According to court records filed in 2010, Hanrahan had attempted shaking down a bookie in Taunton, Massachusetts belonging to St. Laurent for $100,000 in the week after Labor Day 1992 causing the bookie to go to the Saint for cover, who in turn sent him to an underling of his who immediately contacted then-Patriarca don Francis (Cadillac Frank) Salemme in Boston to tell him of the issue. The extorted bookie brought a grocery bag with $25,000 in it to St. Laurent on September 16 at an area shopping mall, per the court records, and Hanrahan was subsequently killed in Providence the evening of September 18, shot in the face and head at point-blank range by a tandem of assassins leaving a dinner with DeLuca’s No. 2 in command, well-known Rhode Island hoodlum Ronnie Coppola.

Salemme, 83, was arrested living in the Witness Protection Program back in the summer and charged in the DiSarro slaying and is considered a suspect in the Hanrahan homicide. He and DiSarro were partners in a South Boston nightclub and investigators believe Salemme thought DiSarro was stealing from him and cooperating with authorities in grand jury proceedings probing Cadillac Frank’s mob empire. DeLuca served as Salemme’s right-hand man during his half-decade reign atop the New England underworld (1990-1995). Coppola was killed in 1994, shot to death in a fight at a card game.

St. Laurent’s rap sheet dates back to 1959. Besides his gambling and shakedown rackets, the Saint was said to oversee the Patriarca’s interest in the narcotics business in the Providence area for many years.

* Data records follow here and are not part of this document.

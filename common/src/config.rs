//! Service configuration.
//!
//! Values come from environment variables with fixed defaults. A `.env`
//! file in the working directory is applied first without overriding
//! variables that are already set.

use std::path::{Path, PathBuf};
use std::time::Duration;

const DEFAULT_HOST: &str = "0.0.0.0";
const DEFAULT_PORT: u16 = 5000;
const DEFAULT_CONNECT_TIMEOUT_SECS: u64 = 10;
const DEFAULT_MAX_CONNECTIONS: u32 = 5;
const DEFAULT_REST_TIMEOUT_SECS: u64 = 5;
const DEFAULT_CONNECTIONS_FILE: &str = ".connections.json";

/// Application configuration shared across handlers.
#[derive(Debug, Clone)]
pub struct AppConfig {
    /// Service name used in logs and response metadata.
    pub service_name: String,
    pub host: String,
    pub port: u16,
    /// Connect timeout for native database drivers.
    pub connect_timeout_secs: u64,
    /// Pool size for relational exploration connections.
    pub max_connections: u32,
    /// Timeout for generic REST exploration requests.
    pub rest_timeout_secs: u64,
    /// Flat JSON file backing the saved-connection registry.
    pub connections_file: PathBuf,
}

impl Default for AppConfig {
    fn default() -> Self {
        Self {
            service_name: "explorer-service".to_string(),
            host: DEFAULT_HOST.to_string(),
            port: DEFAULT_PORT,
            connect_timeout_secs: DEFAULT_CONNECT_TIMEOUT_SECS,
            max_connections: DEFAULT_MAX_CONNECTIONS,
            rest_timeout_secs: DEFAULT_REST_TIMEOUT_SECS,
            connections_file: PathBuf::from(DEFAULT_CONNECTIONS_FILE),
        }
    }
}

impl AppConfig {
    /// Loads configuration for the named service from the environment.
    pub fn load_with_service(service_name: &str) -> Self {
        let defaults = Self::default();
        Self {
            service_name: service_name.to_string(),
            host: std::env::var("SERVER_HOST").unwrap_or(defaults.host),
            port: env_parse("SERVER_PORT").unwrap_or(defaults.port),
            connect_timeout_secs: env_parse("CONNECT_TIMEOUT_SECS")
                .unwrap_or(defaults.connect_timeout_secs),
            max_connections: env_parse("MAX_CONNECTIONS").unwrap_or(defaults.max_connections),
            rest_timeout_secs: env_parse("REST_TIMEOUT_SECS").unwrap_or(defaults.rest_timeout_secs),
            connections_file: std::env::var("CONNECTIONS_FILE")
                .map(PathBuf::from)
                .unwrap_or(defaults.connections_file),
        }
    }

    pub fn connect_timeout(&self) -> Duration {
        Duration::from_secs(self.connect_timeout_secs)
    }

    pub fn rest_timeout(&self) -> Duration {
        Duration::from_secs(self.rest_timeout_secs)
    }

    pub fn bind_address(&self) -> String {
        format!("{}:{}", self.host, self.port)
    }
}

fn env_parse<T: std::str::FromStr>(key: &str) -> Option<T> {
    std::env::var(key).ok().and_then(|v| v.parse().ok())
}

/// Load .env file from the working directory (best-effort, no error if missing).
pub fn load_dotenv() {
    load_dotenv_from(Path::new(".env"));
}

fn load_dotenv_from(env_path: &Path) {
    let Ok(content) = std::fs::read_to_string(env_path) else {
        return;
    };
    for line in content.lines() {
        let line = line.trim();
        if line.is_empty() || line.starts_with('#') {
            continue;
        }
        if let Some((key, value)) = line.split_once('=') {
            let key = key.trim();
            let value = value.trim();
            // Only set if not already set by the environment
            if std::env::var(key).is_err() {
                std::env::set_var(key, value);
            }
        }
    }
}

#[cfg(test)]
mod tests {
    use super::*;

    #[test]
    fn test_defaults() {
        let config = AppConfig::default();
        assert_eq!(config.rest_timeout(), Duration::from_secs(5));
        assert_eq!(config.bind_address(), "0.0.0.0:5000");
        assert_eq!(config.connections_file, PathBuf::from(".connections.json"));
    }

    #[test]
    fn test_dotenv_does_not_override_existing() {
        let path = std::env::temp_dir().join(format!("explorer-env-{}", uuid::Uuid::new_v4()));
        std::fs::write(
            &path,
            "# comment\nEXPLORER_TEST_NEW=from_file\nEXPLORER_TEST_SET=from_file\n",
        )
        .unwrap();
        std::env::set_var("EXPLORER_TEST_SET", "from_env");

        load_dotenv_from(&path);

        assert_eq!(std::env::var("EXPLORER_TEST_NEW").unwrap(), "from_file");
        assert_eq!(std::env::var("EXPLORER_TEST_SET").unwrap(), "from_env");
        let _ = std::fs::remove_file(path);
    }
}
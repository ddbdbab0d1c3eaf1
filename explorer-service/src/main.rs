//! 数据库结构探索服务
//!
//! 提供多后端结构探索与会话管理功能，包括：
//! - 连接串类型识别与连接测试
//! - PostgreSQL / MySQL / MongoDB / Firestore / Supabase / REST 结构探索
//! - 探索结果会话管理
//! - 已保存连接管理

mod clients;
mod explorer;
mod handlers;
mod registry;
mod routes;
mod service;
mod session_store;
mod state;

use axum::{middleware, routing::get, Json, Router};
use common::config::{load_dotenv, AppConfig};
use common::middleware::request_id::request_id_middleware;
use state::AppState;
use tokio::net::TcpListener;
use tower_http::compression::CompressionLayer;
use tower_http::cors::{Any, CorsLayer};
use tower_http::trace::TraceLayer;
use tracing::info;
use tracing_subscriber::{layer::SubscriberExt, util::SubscriberInitExt};
use utoipa::OpenApi;

const SERVICE_NAME: &str = "explorer-service";

#[derive(OpenApi)]
#[openapi(
    info(
        title = "结构探索服务 API",
        version = "0.1.0",
        description = "多后端数据库结构探索与会话管理微服务"
    ),
    paths(
        handlers::detect,
        handlers::test_connection,
        handlers::confirm,
        handlers::current_context,
        handlers::list_contexts,
        handlers::explore,
        handlers::explore_table,
        handlers::close_context,
        handlers::save_connection,
        handlers::list_connections,
        handlers::get_connection,
        handlers::delete_connection,
        handlers::use_saved_connection,
        handlers::infer_rest,
        handlers::health_check,
    ),
    components(schemas(
        common::models::BackendKind,
        common::models::ColumnDescription,
        common::models::ConnectionStatus,
        common::models::EndpointDescription,
        common::models::FieldDescription,
        common::models::ForeignKey,
        common::models::IndexDescription,
        common::models::InferredType,
        common::models::ResponseShape,
        common::models::SchemaDescription,
        common::models::SchemaGroup,
        common::models::SchemaPayload,
        common::models::Statistics,
        common::models::TableDescription,
        common::models::Connection,
        common::models::ConnectionSummary,
        common::models::SaveConnectionRequest,
        common::models::SessionSummary,
        common::models::SessionView,
        handlers::ConnectionStringRequest,
        handlers::RestRequest,
        handlers::DetectResponse,
        handlers::ConnectionTestResult,
        handlers::SessionCreated,
        handlers::CurrentContext,
        handlers::ContextList,
        handlers::ExploreResult,
        handlers::SavedConnection,
        handlers::ConnectionList,
        handlers::HealthResponse,
    )),
    tags(
        (name = "detection", description = "类型识别与连接测试端点"),
        (name = "sessions", description = "探索会话端点"),
        (name = "connections", description = "已保存连接端点"),
        (name = "health", description = "健康检查端点")
    )
)]
struct ApiDoc;

#[tokio::main]
async fn main() -> anyhow::Result<()> {
    // Load .env file (if present) before anything else
    load_dotenv();

    // 初始化日志追踪
    tracing_subscriber::registry()
        .with(tracing_subscriber::fmt::layer())
        .with(
            tracing_subscriber::EnvFilter::try_from_default_env()
                .unwrap_or_else(|_| "info".into()),
        )
        .init();

    // 加载配置
    let config = AppConfig::load_with_service(SERVICE_NAME);

    // 创建应用状态
    let state = AppState::new(config.clone())?;
    info!(
        file = %state.registry.path().display(),
        kinds = state.explorers.kinds().len(),
        "已加载探索驱动与连接存储"
    );

    // 创建路由
    let app = create_router(state);

    // 启动服务
    let addr = config.bind_address();
    info!(service = SERVICE_NAME, address = %addr, "启动服务");

    let listener = TcpListener::bind(&addr).await?;
    axum::serve(listener, app).await?;
    Ok(())
}

fn create_router(state: AppState) -> Router {
    let cors = CorsLayer::new()
        .allow_origin(Any)
        .allow_methods(Any)
        .allow_headers(Any);

    Router::new()
        .merge(routes::router())
        .route("/api-docs/openapi.json", get(openapi_json))
        .layer(middleware::from_fn(request_id_middleware))
        .layer(TraceLayer::new_for_http())
        .layer(CompressionLayer::new())
        .layer(cors)
        .with_state(state)
}

async fn openapi_json() -> Json<utoipa::openapi::OpenApi> {
    Json(ApiDoc::openapi())
}

#[cfg(test)]
mod tests {
    use super::*;
    use std::sync::Arc;
    use std::time::Duration;

    use axum::body::Body;
    use axum::http::{Request, StatusCode};
    use http_body_util::BodyExt;
    use serde_json::{json, Value};
    use tower::ServiceExt;

    use crate::explorer::testing::{FakeHttp, FakeSql};
    use crate::explorer::{ExplorerSet, PostgresExplorer, RestExplorer};

    const REST_URL: &str = "https://api.example.com/todos";

    fn test_state() -> AppState {
        let config = AppConfig {
            connections_file: std::env::temp_dir()
                .join(format!("router-{}.json", uuid::Uuid::new_v4())),
            ..AppConfig::default()
        };
        let sql = FakeSql::new()
            .on("information_schema.schemata", vec![json!({"schema_name": "public"})])
            .on("information_schema.tables", vec![json!({"table_name": "users"})])
            .on(
                "information_schema.columns",
                vec![json!({"column_name": "id", "data_type": "integer", "is_nullable": "NO"})],
            )
            .on("COUNT(*)", vec![json!({"count": 3})]);
        let http = FakeHttp::new().respond(REST_URL, 200, json!([{"id": 1, "done": false}]));
        let explorers = ExplorerSet::new()
            .register(PostgresExplorer::new(Arc::new(sql)))
            .register(RestExplorer::new(Arc::new(http), Duration::from_secs(5)));
        AppState::with_explorers(config, explorers)
    }

    async fn send(app: &Router, req: Request<Body>) -> (StatusCode, Value) {
        let response = app.clone().oneshot(req).await.unwrap();
        let status = response.status();
        let bytes = response.into_body().collect().await.unwrap().to_bytes();
        (status, serde_json::from_slice(&bytes).unwrap())
    }

    fn post(uri: &str, body: Value) -> Request<Body> {
        Request::post(uri)
            .header("content-type", "application/json")
            .body(Body::from(body.to_string()))
            .unwrap()
    }

    fn get(uri: &str) -> Request<Body> {
        Request::get(uri).body(Body::empty()).unwrap()
    }

    #[tokio::test]
    async fn test_health_reports_counts() {
        let app = create_router(test_state());
        let response = app.clone().oneshot(get("/api/health")).await.unwrap();
        assert!(response.headers().contains_key("x-request-id"));

        let request = Request::get("/api/health")
            .header("x-request-id", "req-42")
            .body(Body::empty())
            .unwrap();
        let response = app.clone().oneshot(request).await.unwrap();
        assert_eq!(response.headers()["x-request-id"], "req-42");

        let (status, body) = send(&app, get("/api/health")).await;
        assert_eq!(status, StatusCode::OK);
        assert_eq!(body["status"], "healthy");
        assert_eq!(body["sessions"], 0);
        assert_eq!(body["savedConnections"], 0);
    }

    #[tokio::test]
    async fn test_detect_masks_secret() {
        let app = create_router(test_state());
        let (status, body) = send(
            &app,
            post(
                "/api/database/detect",
                json!({"connectionString": "mysql://db/shop?user=root&password=hunter2"}),
            ),
        )
        .await;
        assert_eq!(status, StatusCode::OK);
        assert_eq!(body["data"]["dbType"], "MySQL");
        assert!(!body["data"]["connectionString"]
            .as_str()
            .unwrap()
            .contains("hunter2"));

        let (status, body) = send(
            &app,
            post("/api/database/detect", json!({"connectionString": ""})),
        )
        .await;
        assert_eq!(status, StatusCode::BAD_REQUEST);
        assert_eq!(body["error"]["code"], "VALIDATION_ERROR");
    }

    #[tokio::test]
    async fn test_confirm_then_browse_session() {
        let app = create_router(test_state());
        let (status, body) = send(
            &app,
            post(
                "/api/database/confirm",
                json!({"connectionString": "postgresql://app:pw@db:5432/main"}),
            ),
        )
        .await;
        assert_eq!(status, StatusCode::OK);
        assert_eq!(body["data"]["dbType"], "PostgreSQL");
        let session_id = body["data"]["sessionId"].as_str().unwrap().to_string();

        let request = Request::get("/api/database/context/current")
            .header("x-db-session", &session_id)
            .body(Body::empty())
            .unwrap();
        let (status, body) = send(&app, request).await;
        assert_eq!(status, StatusCode::OK);
        assert_eq!(body["data"]["sessionId"], session_id);

        let (status, body) = send(
            &app,
            get(&format!("/api/database/context/current?sessionId={session_id}")),
        )
        .await;
        assert_eq!(status, StatusCode::OK);
        assert_eq!(body["data"]["sessionId"], session_id);

        let (status, body) = send(&app, get(&format!("/api/database/explore/{session_id}"))).await;
        assert_eq!(status, StatusCode::OK);
        assert_eq!(body["data"]["schema"]["statistics"]["totalTables"], 1);

        let (status, body) = send(
            &app,
            get(&format!("/api/database/explore/table/{session_id}/users")),
        )
        .await;
        assert_eq!(status, StatusCode::OK);
        assert_eq!(body["data"]["rowCount"], 3);

        let (_, body) = send(&app, get("/api/database/contexts")).await;
        assert_eq!(body["data"]["count"], 1);

        let request = Request::delete(format!("/api/database/context/{session_id}"))
            .body(Body::empty())
            .unwrap();
        let (status, _) = send(&app, request).await;
        assert_eq!(status, StatusCode::OK);

        let (status, body) = send(&app, get(&format!("/api/database/explore/{session_id}"))).await;
        assert_eq!(status, StatusCode::NOT_FOUND);
        assert_eq!(body["error"]["code"], "SESSION_NOT_FOUND");
    }

    #[tokio::test]
    async fn test_session_lookup_errors() {
        let app = create_router(test_state());
        let (status, body) = send(&app, get("/api/database/context/current")).await;
        assert_eq!(status, StatusCode::BAD_REQUEST);
        assert_eq!(body["error"]["code"], "VALIDATION_ERROR");

        let (status, _) = send(&app, get("/api/database/explore/session_0_missing")).await;
        assert_eq!(status, StatusCode::NOT_FOUND);

        let (status, body) = send(
            &app,
            post("/api/database/confirm", json!({"connectionString": "redis://localhost"})),
        )
        .await;
        assert_eq!(status, StatusCode::BAD_REQUEST);
        assert_eq!(body["error"]["code"], "UNSUPPORTED_BACKEND");
        assert_eq!(body["error"]["details"]["dbType"], "Unknown");
    }

    #[tokio::test]
    async fn test_saved_connection_endpoints() {
        let state = test_state();
        let file = state.registry.path().to_path_buf();
        let app = create_router(state);

        let (status, body) = send(
            &app,
            post(
                "/api/database/save-connection",
                json!({"name": "main", "connectionString": "postgres://db/main?user=app&password=s3cret"}),
            ),
        )
        .await;
        assert_eq!(status, StatusCode::OK);
        let id = body["data"]["id"].as_str().unwrap().to_string();

        let (_, body) = send(&app, get("/api/database/list-connections")).await;
        assert_eq!(body["data"]["count"], 1);
        assert!(!body.to_string().contains("s3cret"));

        let (_, body) = send(&app, get(&format!("/api/database/get-connection/{id}"))).await;
        assert_eq!(body["data"]["connectionString"], "postgres://db/main?user=app&password=s3cret");
        let (_, body) = send(
            &app,
            get(&format!("/api/database/get-connection/{id}?masked=true")),
        )
        .await;
        assert!(!body.to_string().contains("s3cret"));

        let request = Request::post(format!("/api/database/use-saved-connection/{id}"))
            .body(Body::empty())
            .unwrap();
        let (status, body) = send(&app, request).await;
        assert_eq!(status, StatusCode::OK);
        assert_eq!(body["data"]["dbType"], "PostgreSQL");

        let request = Request::delete(format!("/api/database/delete-connection/{id}"))
            .body(Body::empty())
            .unwrap();
        let (status, _) = send(&app, request).await;
        assert_eq!(status, StatusCode::OK);

        let (status, body) = send(&app, get(&format!("/api/database/get-connection/{id}"))).await;
        assert_eq!(status, StatusCode::NOT_FOUND);
        assert_eq!(body["error"]["code"], "CONNECTION_NOT_FOUND");
        let _ = std::fs::remove_file(file);
    }

    #[tokio::test]
    async fn test_check_connection_and_rest_inference() {
        let app = create_router(test_state());
        let (status, body) = send(
            &app,
            post("/api/database/test", json!({"connectionString": "postgres://db/main"})),
        )
        .await;
        assert_eq!(status, StatusCode::OK);
        assert_eq!(body["data"]["success"], true);

        let (status, body) = send(
            &app,
            post("/api/database/test", json!({"connectionString": "redis://localhost"})),
        )
        .await;
        assert_eq!(status, StatusCode::OK);
        assert_eq!(body["data"]["success"], false);
        assert!(body["data"]["error"].is_string());

        let (status, body) = send(&app, post("/api/database/rest", json!({"url": REST_URL}))).await;
        assert_eq!(status, StatusCode::OK);
        assert_eq!(body["data"]["statistics"]["totalEndpoints"], 1);

        let (_, body) = send(&app, get("/api/database/contexts")).await;
        assert_eq!(body["data"]["count"], 0);
    }

    #[tokio::test]
    async fn test_openapi_document_is_served() {
        let app = create_router(test_state());
        let (status, body) = send(&app, get("/api-docs/openapi.json")).await;
        assert_eq!(status, StatusCode::OK);
        assert!(body["paths"]["/api/database/confirm"].is_object());
    }
}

On the heels of spending a great deal of time in Las Vegas in the late 1980s, he was placed in the city’s infamous Black Book, banning him from all casino establishments for his ties to organized crime. While in Vegas, the Saint got into a beef with a mobster from another crime family and ended up with a murder contract put on his head for allegedly threatening to hurt the teenage daughter of a bookie under the opposing wiseguy’s protection.

“The rumors (of being an informant) hurt him, the Saint went away (to prison) this last time with a lot of people asking a lot of questions,” remarked one Providence Goodfella to Gangster Report. “The guy had a ton of respect on the streets up until then. I mean, nobody loved him, but they knew he was for real. After that, Bobby (DeLuca) went after his book, people started to keep their distance, which in turn got him in trouble for turning the screws to the guys that he had protected for all those years when they began backing off. That’s why he went down in 2006.”

Also nabbed in the 2006 indictment against the Saint was his son and wife for helping him conduct his extortion and racketeering activities. Anthony St. Laurent, Jr. was collared with his pops in his 1999 indictment too. The younger St. Laurent was released from prison back in March.